■ **Data supplied**:
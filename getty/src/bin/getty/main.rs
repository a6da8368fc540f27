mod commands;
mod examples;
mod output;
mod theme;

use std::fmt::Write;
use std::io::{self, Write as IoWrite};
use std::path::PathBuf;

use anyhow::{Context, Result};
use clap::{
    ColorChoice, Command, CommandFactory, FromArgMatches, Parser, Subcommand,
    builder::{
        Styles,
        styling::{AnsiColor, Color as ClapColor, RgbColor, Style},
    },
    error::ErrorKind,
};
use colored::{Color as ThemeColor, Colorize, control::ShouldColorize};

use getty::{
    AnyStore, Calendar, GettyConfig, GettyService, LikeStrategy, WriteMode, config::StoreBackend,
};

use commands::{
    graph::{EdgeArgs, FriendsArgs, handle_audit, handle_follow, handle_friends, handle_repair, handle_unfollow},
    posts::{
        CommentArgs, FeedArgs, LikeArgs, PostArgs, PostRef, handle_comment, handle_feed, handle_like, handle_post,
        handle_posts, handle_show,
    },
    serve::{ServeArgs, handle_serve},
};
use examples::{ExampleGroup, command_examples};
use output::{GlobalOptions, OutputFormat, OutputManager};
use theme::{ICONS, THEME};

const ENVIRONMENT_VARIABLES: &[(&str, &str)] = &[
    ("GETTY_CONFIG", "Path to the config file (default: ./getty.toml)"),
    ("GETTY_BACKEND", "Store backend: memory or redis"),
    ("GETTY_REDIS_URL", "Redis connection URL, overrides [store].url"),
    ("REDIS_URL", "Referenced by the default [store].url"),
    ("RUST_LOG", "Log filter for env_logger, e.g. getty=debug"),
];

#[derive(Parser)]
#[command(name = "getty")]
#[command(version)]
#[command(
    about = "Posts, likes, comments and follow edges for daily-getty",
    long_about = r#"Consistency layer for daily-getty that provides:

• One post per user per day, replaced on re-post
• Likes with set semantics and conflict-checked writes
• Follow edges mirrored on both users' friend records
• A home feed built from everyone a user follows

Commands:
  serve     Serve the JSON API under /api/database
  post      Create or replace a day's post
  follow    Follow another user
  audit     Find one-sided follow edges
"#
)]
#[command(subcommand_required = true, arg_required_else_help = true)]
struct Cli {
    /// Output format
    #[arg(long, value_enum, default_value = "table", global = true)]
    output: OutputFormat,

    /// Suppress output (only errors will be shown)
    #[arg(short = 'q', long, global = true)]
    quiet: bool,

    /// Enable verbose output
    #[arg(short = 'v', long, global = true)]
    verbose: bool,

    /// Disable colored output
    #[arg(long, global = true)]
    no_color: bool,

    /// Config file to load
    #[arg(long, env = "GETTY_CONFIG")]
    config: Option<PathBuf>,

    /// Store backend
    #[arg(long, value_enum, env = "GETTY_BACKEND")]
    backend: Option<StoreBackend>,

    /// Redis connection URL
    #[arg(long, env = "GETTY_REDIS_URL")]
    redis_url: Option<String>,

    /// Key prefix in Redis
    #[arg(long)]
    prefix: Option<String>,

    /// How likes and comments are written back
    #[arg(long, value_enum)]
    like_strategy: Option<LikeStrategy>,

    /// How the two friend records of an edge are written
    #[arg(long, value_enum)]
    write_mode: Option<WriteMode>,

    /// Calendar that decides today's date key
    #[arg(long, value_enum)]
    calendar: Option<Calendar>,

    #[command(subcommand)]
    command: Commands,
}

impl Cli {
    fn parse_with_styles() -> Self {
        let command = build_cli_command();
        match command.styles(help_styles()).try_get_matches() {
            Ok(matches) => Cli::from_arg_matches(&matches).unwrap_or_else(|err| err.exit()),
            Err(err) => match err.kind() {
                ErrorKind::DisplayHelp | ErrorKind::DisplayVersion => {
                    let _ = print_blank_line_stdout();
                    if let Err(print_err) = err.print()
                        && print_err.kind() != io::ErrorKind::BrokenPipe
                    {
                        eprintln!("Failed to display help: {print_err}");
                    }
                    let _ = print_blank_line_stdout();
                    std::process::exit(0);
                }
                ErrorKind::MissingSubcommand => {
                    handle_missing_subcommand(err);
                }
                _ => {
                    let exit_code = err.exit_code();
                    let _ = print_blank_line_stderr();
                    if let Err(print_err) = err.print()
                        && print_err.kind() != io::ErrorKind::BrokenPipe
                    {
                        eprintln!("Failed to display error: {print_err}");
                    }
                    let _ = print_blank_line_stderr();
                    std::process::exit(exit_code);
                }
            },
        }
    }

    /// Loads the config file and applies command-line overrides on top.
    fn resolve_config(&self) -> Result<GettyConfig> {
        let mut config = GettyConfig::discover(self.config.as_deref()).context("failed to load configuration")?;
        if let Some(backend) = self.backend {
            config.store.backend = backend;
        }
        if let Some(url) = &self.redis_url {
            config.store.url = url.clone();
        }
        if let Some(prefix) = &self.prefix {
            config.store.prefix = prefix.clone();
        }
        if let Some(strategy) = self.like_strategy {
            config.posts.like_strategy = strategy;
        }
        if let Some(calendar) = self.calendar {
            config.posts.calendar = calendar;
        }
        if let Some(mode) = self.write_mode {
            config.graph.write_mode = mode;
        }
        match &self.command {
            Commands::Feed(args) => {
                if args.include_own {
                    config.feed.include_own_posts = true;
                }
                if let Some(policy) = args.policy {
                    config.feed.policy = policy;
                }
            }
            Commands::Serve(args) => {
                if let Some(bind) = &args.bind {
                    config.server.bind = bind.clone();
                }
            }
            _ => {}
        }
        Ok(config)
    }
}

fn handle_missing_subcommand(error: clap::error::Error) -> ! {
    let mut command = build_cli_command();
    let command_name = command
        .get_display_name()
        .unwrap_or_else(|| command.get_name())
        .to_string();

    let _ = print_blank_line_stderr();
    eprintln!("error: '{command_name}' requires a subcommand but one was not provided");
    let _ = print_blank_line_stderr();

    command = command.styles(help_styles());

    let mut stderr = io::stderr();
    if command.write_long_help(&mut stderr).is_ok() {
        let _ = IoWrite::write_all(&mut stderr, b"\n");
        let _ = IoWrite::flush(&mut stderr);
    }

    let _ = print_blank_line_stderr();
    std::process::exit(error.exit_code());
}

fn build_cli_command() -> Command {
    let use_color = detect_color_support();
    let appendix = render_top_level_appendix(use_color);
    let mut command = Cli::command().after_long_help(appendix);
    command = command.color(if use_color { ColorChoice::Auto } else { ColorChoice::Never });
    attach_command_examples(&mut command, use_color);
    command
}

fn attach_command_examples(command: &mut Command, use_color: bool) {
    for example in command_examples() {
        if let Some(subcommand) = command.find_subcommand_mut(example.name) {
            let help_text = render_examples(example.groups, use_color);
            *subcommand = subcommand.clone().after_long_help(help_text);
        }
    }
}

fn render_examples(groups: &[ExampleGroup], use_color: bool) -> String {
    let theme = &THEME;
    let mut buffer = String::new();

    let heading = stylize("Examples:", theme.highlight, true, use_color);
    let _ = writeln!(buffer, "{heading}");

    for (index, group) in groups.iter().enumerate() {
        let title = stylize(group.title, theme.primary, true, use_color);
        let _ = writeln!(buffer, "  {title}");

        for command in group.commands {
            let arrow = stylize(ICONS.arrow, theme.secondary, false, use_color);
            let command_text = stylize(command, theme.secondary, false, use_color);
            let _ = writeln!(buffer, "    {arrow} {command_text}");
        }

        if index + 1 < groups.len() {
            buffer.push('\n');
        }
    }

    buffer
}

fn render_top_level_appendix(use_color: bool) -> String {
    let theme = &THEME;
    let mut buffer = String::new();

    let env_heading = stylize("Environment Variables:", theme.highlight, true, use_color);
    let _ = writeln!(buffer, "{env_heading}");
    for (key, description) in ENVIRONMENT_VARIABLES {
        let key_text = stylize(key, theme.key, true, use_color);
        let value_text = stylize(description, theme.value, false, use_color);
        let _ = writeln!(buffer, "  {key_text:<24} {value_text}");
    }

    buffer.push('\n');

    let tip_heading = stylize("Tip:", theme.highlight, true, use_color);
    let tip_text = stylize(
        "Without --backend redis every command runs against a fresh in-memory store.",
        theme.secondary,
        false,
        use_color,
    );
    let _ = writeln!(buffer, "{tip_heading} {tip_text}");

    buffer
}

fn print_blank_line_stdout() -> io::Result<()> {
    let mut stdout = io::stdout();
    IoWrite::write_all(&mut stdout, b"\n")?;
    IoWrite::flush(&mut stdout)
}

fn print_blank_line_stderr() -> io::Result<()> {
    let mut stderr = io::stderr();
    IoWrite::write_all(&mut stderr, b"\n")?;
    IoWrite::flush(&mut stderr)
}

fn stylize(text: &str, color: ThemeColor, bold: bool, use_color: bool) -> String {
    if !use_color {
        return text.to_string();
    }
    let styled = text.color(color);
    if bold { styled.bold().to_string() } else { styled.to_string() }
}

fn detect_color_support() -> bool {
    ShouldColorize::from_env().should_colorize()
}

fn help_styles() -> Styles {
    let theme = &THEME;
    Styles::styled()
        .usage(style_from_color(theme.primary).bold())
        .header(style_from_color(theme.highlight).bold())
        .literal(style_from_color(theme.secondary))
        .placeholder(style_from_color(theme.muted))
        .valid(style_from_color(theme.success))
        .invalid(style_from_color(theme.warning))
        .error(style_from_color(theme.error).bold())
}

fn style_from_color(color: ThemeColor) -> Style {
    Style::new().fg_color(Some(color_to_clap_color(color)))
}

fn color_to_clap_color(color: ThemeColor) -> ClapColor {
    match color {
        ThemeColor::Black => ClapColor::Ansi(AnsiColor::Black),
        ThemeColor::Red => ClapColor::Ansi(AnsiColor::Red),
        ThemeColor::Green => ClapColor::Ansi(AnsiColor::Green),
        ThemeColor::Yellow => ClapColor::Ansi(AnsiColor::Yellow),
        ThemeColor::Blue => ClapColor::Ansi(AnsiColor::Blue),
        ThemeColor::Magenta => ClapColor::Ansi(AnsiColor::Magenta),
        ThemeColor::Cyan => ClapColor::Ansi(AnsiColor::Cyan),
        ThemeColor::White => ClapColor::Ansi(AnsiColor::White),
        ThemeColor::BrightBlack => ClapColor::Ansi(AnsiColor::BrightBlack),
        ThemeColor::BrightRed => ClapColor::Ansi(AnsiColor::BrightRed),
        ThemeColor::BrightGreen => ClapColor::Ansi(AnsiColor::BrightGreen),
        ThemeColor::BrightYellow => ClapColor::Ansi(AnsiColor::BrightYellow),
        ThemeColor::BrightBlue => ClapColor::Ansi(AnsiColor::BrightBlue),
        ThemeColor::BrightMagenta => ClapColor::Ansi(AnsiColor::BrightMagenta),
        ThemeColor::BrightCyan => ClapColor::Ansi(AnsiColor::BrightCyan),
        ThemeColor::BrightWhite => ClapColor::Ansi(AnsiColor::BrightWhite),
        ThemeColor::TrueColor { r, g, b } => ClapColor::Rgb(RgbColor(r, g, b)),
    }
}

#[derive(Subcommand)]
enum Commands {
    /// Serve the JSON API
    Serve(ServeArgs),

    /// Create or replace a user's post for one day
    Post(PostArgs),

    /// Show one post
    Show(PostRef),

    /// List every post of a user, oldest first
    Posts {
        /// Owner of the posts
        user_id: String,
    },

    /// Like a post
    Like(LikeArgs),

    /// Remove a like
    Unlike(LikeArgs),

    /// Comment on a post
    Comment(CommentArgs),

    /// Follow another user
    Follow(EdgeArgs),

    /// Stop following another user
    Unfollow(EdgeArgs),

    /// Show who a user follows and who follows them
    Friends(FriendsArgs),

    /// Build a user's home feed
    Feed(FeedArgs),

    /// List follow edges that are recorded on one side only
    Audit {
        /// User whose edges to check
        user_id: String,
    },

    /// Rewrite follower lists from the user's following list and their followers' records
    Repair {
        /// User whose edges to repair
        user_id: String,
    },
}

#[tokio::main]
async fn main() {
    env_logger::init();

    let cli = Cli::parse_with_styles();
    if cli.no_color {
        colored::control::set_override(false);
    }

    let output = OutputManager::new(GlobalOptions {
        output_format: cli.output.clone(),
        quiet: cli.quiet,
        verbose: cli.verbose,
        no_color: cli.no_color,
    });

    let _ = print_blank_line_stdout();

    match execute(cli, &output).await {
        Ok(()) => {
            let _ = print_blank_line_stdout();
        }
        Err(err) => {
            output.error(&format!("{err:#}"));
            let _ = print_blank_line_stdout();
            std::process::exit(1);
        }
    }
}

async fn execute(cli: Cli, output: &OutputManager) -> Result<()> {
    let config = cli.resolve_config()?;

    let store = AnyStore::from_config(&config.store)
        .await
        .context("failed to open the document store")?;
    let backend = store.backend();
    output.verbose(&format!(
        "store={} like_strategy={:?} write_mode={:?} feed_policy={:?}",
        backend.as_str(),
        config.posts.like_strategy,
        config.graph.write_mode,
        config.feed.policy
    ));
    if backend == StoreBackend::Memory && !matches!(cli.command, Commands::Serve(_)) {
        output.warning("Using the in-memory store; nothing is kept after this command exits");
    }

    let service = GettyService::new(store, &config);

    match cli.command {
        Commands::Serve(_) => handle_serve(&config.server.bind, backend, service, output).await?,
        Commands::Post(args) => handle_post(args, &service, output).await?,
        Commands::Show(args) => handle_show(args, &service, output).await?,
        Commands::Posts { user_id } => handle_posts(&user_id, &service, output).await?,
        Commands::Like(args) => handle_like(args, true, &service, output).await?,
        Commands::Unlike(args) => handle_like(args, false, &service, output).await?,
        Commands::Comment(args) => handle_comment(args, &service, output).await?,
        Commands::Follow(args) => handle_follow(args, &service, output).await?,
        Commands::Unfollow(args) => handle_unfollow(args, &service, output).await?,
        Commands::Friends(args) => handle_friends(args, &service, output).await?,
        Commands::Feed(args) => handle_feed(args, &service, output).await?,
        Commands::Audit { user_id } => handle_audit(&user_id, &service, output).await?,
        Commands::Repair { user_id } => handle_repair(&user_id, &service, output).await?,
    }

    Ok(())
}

■ **Your instructions**:
Go through the listing and copy each line that includes the string "control".

■ **Solution to this problem**:
use colored::{Color as ThemeColor, Colorize, control::ShouldColorize};
        colored::control::set_override(false);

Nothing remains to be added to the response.